Partial purification and some physicochemical properties of phospholipases A2 from the venom of the bushmaster snake (Lachesis muta).

A. L. Fuly, I. M. Francischetti, R. B. Zingali, C. R. Carlini

Research output: Contribution to journalArticlepeer-review

20 Scopus citations

Abstract

Screening of the biochemical-pharmacological properties of the crude venom from the snake Lachesis muta indicated the presence of phospholipase A2 (PLA2; 5260 U/mg protein), procoagulant (2630 U/mg protein), platelet aggregating (43 U/mg protein) and caseinolytic activities (6670 U/mg protein).
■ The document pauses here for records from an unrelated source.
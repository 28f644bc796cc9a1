//! Session lifecycle: persisted token, restore, login and logout

use acad_cli::Client;
use acad_cli::session::{AppContext, TokenStore};

use acad_config::Config;

use serde_json::json;
use tempfile::TempDir;
use wiremock::{
    Mock, MockServer, ResponseTemplate,
    matchers::{body_json, header, method, path},
};

fn context(server: &MockServer, dir: &TempDir) -> AppContext {
    let client = Client::new(&format!("{}/api", server.uri()));
    let store = TokenStore::new(dir.path().join("session.token"));
    AppContext::with_client(Config::default(), client, store)
}

fn user_json(role: &str) -> serde_json::Value {
    json!({
        "_id": "u1",
        "name": "Nadia Rahman",
        "email": "nadia@academy.test",
        "role": role
    })
}

#[tokio::test]
async fn given_no_stored_token_when_restore_then_signed_out_without_calls() {
    // Given
    let server = MockServer::start().await;
    Mock::given(method("GET"))
        .respond_with(ResponseTemplate::new(200))
        .expect(0)
        .mount(&server)
        .await;
    let dir = TempDir::new().unwrap();
    let mut ctx = context(&server, &dir);

    // When
    let restored = ctx.restore().await.unwrap();

    // Then
    assert!(restored.is_none());
}

#[tokio::test]
async fn given_valid_token_when_restore_then_user_loaded() {
    // Given
    let server = MockServer::start().await;
    Mock::given(method("GET"))
        .and(path("/api/auth/me"))
        .and(header("Authorization", "Bearer stored-token"))
        .respond_with(ResponseTemplate::new(200).set_body_json(json!({ "user": user_json("manager") })))
        .expect(1)
        .mount(&server)
        .await;
    let dir = TempDir::new().unwrap();
    std::fs::write(dir.path().join("session.token"), "stored-token\n").unwrap();
    let mut ctx = context(&server, &dir);

    // When
    let name = ctx.restore().await.unwrap().map(|user| user.name.clone());

    // Then
    assert_eq!(name.as_deref(), Some("Nadia Rahman"));
    assert!(ctx.require_manager().is_ok());
}

#[tokio::test]
async fn given_rejected_token_when_restore_then_token_file_removed() {
    // Given
    let server = MockServer::start().await;
    Mock::given(method("GET"))
        .and(path("/api/auth/me"))
        .respond_with(ResponseTemplate::new(401).set_body_json(json!({ "message": "jwt expired" })))
        .expect(1)
        .mount(&server)
        .await;
    let dir = TempDir::new().unwrap();
    let token_path = dir.path().join("session.token");
    std::fs::write(&token_path, "expired").unwrap();
    let mut ctx = context(&server, &dir);

    // When
    let restored = ctx.restore().await.unwrap();

    // Then
    assert!(restored.is_none());
    assert!(!token_path.exists());
    assert!(ctx.client.token().is_none());
}

#[tokio::test]
async fn given_server_error_when_restore_then_token_kept() {
    let server = MockServer::start().await;
    Mock::given(method("GET"))
        .and(path("/api/auth/me"))
        .respond_with(ResponseTemplate::new(503))
        .expect(1)
        .mount(&server)
        .await;
    let dir = TempDir::new().unwrap();
    let token_path = dir.path().join("session.token");
    std::fs::write(&token_path, "still-good").unwrap();
    let mut ctx = context(&server, &dir);

    let result = ctx.restore().await;

    assert!(result.is_err());
    assert!(token_path.exists());
}

#[tokio::test]
async fn given_credentials_when_login_then_token_persisted() {
    // Given
    let server = MockServer::start().await;
    Mock::given(method("POST"))
        .and(path("/api/auth/login"))
        .and(body_json(json!({ "email": "nadia@academy.test", "password": "secret" })))
        .respond_with(ResponseTemplate::new(200).set_body_json(json!({
            "token": "fresh-token",
            "user": user_json("employee")
        })))
        .expect(1)
        .mount(&server)
        .await;
    let dir = TempDir::new().unwrap();
    let mut ctx = context(&server, &dir);

    // When
    ctx.login("nadia@academy.test", "secret").await.unwrap();

    // Then
    let stored = std::fs::read_to_string(dir.path().join("session.token")).unwrap();
    assert_eq!(stored, "fresh-token");
    assert_eq!(ctx.client.token(), Some("fresh-token"));
    assert!(ctx.require_user().is_ok());
    assert!(ctx.require_manager().is_err());
}

#[tokio::test]
async fn given_signed_in_when_logout_then_token_removed() {
    // Given
    let server = MockServer::start().await;
    Mock::given(method("POST"))
        .and(path("/api/auth/login"))
        .respond_with(ResponseTemplate::new(200).set_body_json(json!({
            "data": { "token": "fresh-token", "user": user_json("admin") }
        })))
        .mount(&server)
        .await;
    let dir = TempDir::new().unwrap();
    let mut ctx = context(&server, &dir);
    ctx.login("nadia@academy.test", "secret").await.unwrap();

    // When
    ctx.logout().unwrap();

    // Then
    assert!(!dir.path().join("session.token").exists());
    assert!(ctx.current_user().is_none());
    assert!(ctx.client.token().is_none());
    assert!(ctx.require_user().is_err());
}

#[test]
fn test_clearing_missing_token_is_ok() {
    let dir = TempDir::new().unwrap();
    let store = TokenStore::new(dir.path().join("nothing.token"));

    assert!(store.clear().is_ok());
    assert!(store.load().unwrap().is_none());
}

#[tokio::test]
async fn given_two_contexts_sharing_config_dir_when_submitting_then_second_rejected() {
    // Given
    let server = MockServer::start().await;
    let dir = TempDir::new().unwrap();
    let first = context(&server, &dir);
    let second = context(&server, &dir);

    // When
    let permit = first.guards.payment.try_acquire().unwrap();
    let rejected = second.guards.payment.try_acquire();

    // Then
    assert!(rejected.unwrap_err().to_string().contains("already in progress"));
    assert!(second.guards.bulk_assign.try_acquire().is_ok());

    drop(permit);
    assert!(second.guards.payment.try_acquire().is_ok());
    assert!(!dir.path().join("payment.lock").exists());
}

#[cfg(unix)]
#[test]
fn test_saved_token_readable_by_owner_only() {
    use std::os::unix::fs::PermissionsExt;

    let dir = TempDir::new().unwrap();
    let path = dir.path().join("session.token");
    std::fs::write(&path, "old").unwrap();
    std::fs::set_permissions(&path, std::fs::Permissions::from_mode(0o644)).unwrap();
    let store = TokenStore::new(&path);

    store.save("fresh-token").unwrap();

    let mode = std::fs::metadata(&path).unwrap().permissions().mode();
    assert_eq!(mode & 0o777, 0o600);
    assert_eq!(store.load().unwrap().as_deref(), Some("fresh-token"));
}
use crate::{CoreError, Result as CoreResult};

use std::fmt;
use std::panic::Location;
use std::str::FromStr;

use error_location::ErrorLocation;
use serde::{Deserialize, Serialize};

/// Kanban bucket a task currently occupies
#[derive(Debug, Clone, Copy, PartialEq, Eq, Hash, PartialOrd, Ord, Serialize, Deserialize, Default)]
pub enum BoardColumn {
    #[default]
    Backlog,
    #[serde(rename = "To Do")]
    ToDo,
    #[serde(rename = "In Progress")]
    InProgress,
    #[serde(rename = "In Review")]
    InReview,
    Completed,
}

impl BoardColumn {
    /// Columns in board order, left to right
    pub const ALL: [BoardColumn; 5] = [
        BoardColumn::Backlog,
        BoardColumn::ToDo,
        BoardColumn::InProgress,
        BoardColumn::InReview,
        BoardColumn::Completed,
    ];

    /// Wire representation (also the column id used as a drop target)
    pub fn as_str(&self) -> &'static str {
        match self {
            Self::Backlog => "Backlog",
            Self::ToDo => "To Do",
            Self::InProgress => "In Progress",
            Self::InReview => "In Review",
            Self::Completed => "Completed",
        }
    }

    /// Index of the column on the board
    pub fn index(&self) -> usize {
        match self {
            Self::Backlog => 0,
            Self::ToDo => 1,
            Self::InProgress => 2,
            Self::InReview => 3,
            Self::Completed => 4,
        }
    }
}

impl fmt::Display for BoardColumn {
    fn fmt(&self, f: &mut fmt::Formatter<'_>) -> fmt::Result {
        f.write_str(self.as_str())
    }
}

impl FromStr for BoardColumn {
    type Err = CoreError;

    /// Accepts the wire form ("In Progress") and command-line forms
    /// ("in-progress", "in_progress", "inprogress").
    #[track_caller]
    fn from_str(s: &str) -> CoreResult<Self> {
        let normalized: String = s
            .chars()
            .filter(|c| !matches!(c, ' ' | '-' | '_'))
            .flat_map(char::to_lowercase)
            .collect();

        match normalized.as_str() {
            "backlog" => Ok(Self::Backlog),
            "todo" => Ok(Self::ToDo),
            "inprogress" => Ok(Self::InProgress),
            "inreview" | "review" => Ok(Self::InReview),
            "completed" | "done" => Ok(Self::Completed),
            _ => Err(CoreError::InvalidBoardColumn {
                value: s.to_string(),
                location: ErrorLocation::from(Location::caller()),
            }),
        }
    }
}
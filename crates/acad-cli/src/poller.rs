use std::future::Future;
use std::time::Duration;

use log::debug;
use tokio::sync::broadcast;
use tokio::task::JoinHandle;
use tokio::time::MissedTickBehavior;

/// Fixed-interval background refresh.
///
/// The first tick runs immediately. Ticks never overlap: a slow tick delays
/// the next one instead of queueing a burst.
pub struct Poller;

impl Poller {
    pub fn spawn<F, Fut>(name: &'static str, period: Duration, mut tick: F) -> PollHandle
    where
        F: FnMut() -> Fut + Send + 'static,
        Fut: Future<Output = ()> + Send + 'static,
    {
        let (shutdown_tx, mut shutdown_rx) = broadcast::channel(1);

        let task = tokio::spawn(async move {
            let mut interval = tokio::time::interval(period);
            interval.set_missed_tick_behavior(MissedTickBehavior::Delay);
            debug!("Poller '{}' started ({:?})", name, period);

            loop {
                tokio::select! {
                    biased;
                    _ = shutdown_rx.recv() => break,
                    _ = interval.tick() => tick().await,
                }
            }

            debug!("Poller '{}' stopped", name);
        });

        PollHandle {
            name,
            shutdown_tx,
            task: Some(task),
        }
    }
}

/// Owns a running poller; dropping it stops the loop
pub struct PollHandle {
    name: &'static str,
    shutdown_tx: broadcast::Sender<()>,
    task: Option<JoinHandle<()>>,
}

impl PollHandle {
    pub fn name(&self) -> &'static str {
        self.name
    }

    pub fn is_finished(&self) -> bool {
        self.task.as_ref().is_none_or(JoinHandle::is_finished)
    }

    /// Stop the loop and wait for the in-flight tick to finish
    pub async fn cancel(mut self) {
        let _ = self.shutdown_tx.send(());
        if let Some(task) = self.task.take() {
            let _ = task.await;
        }
    }
}

impl Drop for PollHandle {
    fn drop(&mut self) {
        if self.task.is_some() {
            let _ = self.shutdown_tx.send(());
        }
    }
}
These activities were separated by filtration of the crude venom on Sephacryl S-200. The material containing PLA2 activity was further fractioned by DEAE-cellulose ion exchange chromatography into four active fractions (F-I to F-IV, containing 1.7, 1.2, 0.3, and 0.05% of the crude venom protein, respectively) by stepwise elution with buffers of increasing ionic strength. All fractions presented a molecular weight of approximately 15,000 and isoelectric points in the range pH 4.6-6.0. In addition to their indirect hemolytic activity, the partially purified fractions inhibited platelet aggregation induced either by collagen or thrombin. p-Bromophenacyl bromide-treated fractions lost both phospholipase A2 activity and their inhibitory effect on collagen-induced platelet aggregation.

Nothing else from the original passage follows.